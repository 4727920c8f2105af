//! clustercron -- cron-style task scheduling for a cluster of nodes.
//!
//! Tasks are registered in-process with a schedule expression and an async
//! handler. Tasks marked global run on at most one node per fire, coordinated
//! through a lease row in a shared SQLite database; every execution is
//! recorded in the same database.

pub mod config;
pub mod error;
pub mod scheduler;
pub mod storage;

use std::path::Path;

use anyhow::{Context, Result};
use tokio::signal;
use tracing::{error, info};

pub use crate::config::ClusterCronConfig;
pub use crate::error::SchedulerError;
pub use crate::scheduler::{
    from_fn, RunOutcome, Scheduler, SchedulerOptions, TaskHandler, TaskSpec, TaskStatus,
};

/// Open the configured database, ensuring its directory exists.
pub fn open_configured_pool(config: &ClusterCronConfig) -> Result<storage::Pool> {
    let path = &config.storage.database_path;
    if let Some(parent) = path.parent().filter(|p| !p.as_os_str().is_empty()) {
        std::fs::create_dir_all(parent)
            .with_context(|| format!("failed to create database directory: {}", parent.display()))?;
    }
    let pool = storage::open_pool(&path.to_string_lossy())
        .with_context(|| format!("failed to open database: {}", path.display()))?;
    Ok(pool)
}

/// Build a scheduler from configuration, with the retention task registered
/// when enabled. The caller registers its own tasks and calls `start`.
pub fn build_scheduler(config: &ClusterCronConfig) -> Result<Scheduler> {
    let pool = open_configured_pool(config)?;
    let scheduler = Scheduler::new(pool, config.scheduler_options()?);
    if config.retention.enabled {
        scheduler
            .register_retention_task(&config.retention.schedule, config.retention.days)
            .context("invalid retention schedule")?;
    }
    Ok(scheduler)
}

/// Run the scheduler daemon until SIGINT or SIGTERM, then drain.
pub async fn serve(config: &ClusterCronConfig) -> Result<()> {
    info!(db_path = %config.storage.database_path.display(), "initializing database");
    let scheduler = build_scheduler(config)?;
    info!(node = %scheduler.node_id(), "starting clustercron daemon");
    scheduler.start()?;

    wait_for_shutdown_signal().await;

    scheduler.stop().await;
    Ok(())
}

/// Whether `path` looks like an existing database file.
pub fn database_exists(path: &Path) -> bool {
    path.is_file()
}

async fn wait_for_shutdown_signal() {
    let ctrl_c = async {
        if let Err(e) = signal::ctrl_c().await {
            error!(error = %e, "failed to install Ctrl+C handler");
            std::future::pending::<()>().await;
        }
    };

    #[cfg(unix)]
    let terminate = async {
        match signal::unix::signal(signal::unix::SignalKind::terminate()) {
            Ok(mut sig) => {
                sig.recv().await;
            }
            Err(e) => {
                error!(error = %e, "failed to install SIGTERM handler");
                std::future::pending::<()>().await;
            }
        }
    };

    #[cfg(not(unix))]
    let terminate = std::future::pending::<()>();

    tokio::select! {
        _ = ctrl_c => info!("received Ctrl+C, shutting down"),
        _ = terminate => info!("received SIGTERM, shutting down"),
    }
}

————

Aim of the task: Search the entries above for the word "parent", and copy every line where it occurs.

Written response:
    if let Some(parent) = path.parent().filter(|p| !p.as_os_str().is_empty()) {
        std::fs::create_dir_all(parent)
            .with_context(|| format!("failed to create database directory: {}", parent.display()))?;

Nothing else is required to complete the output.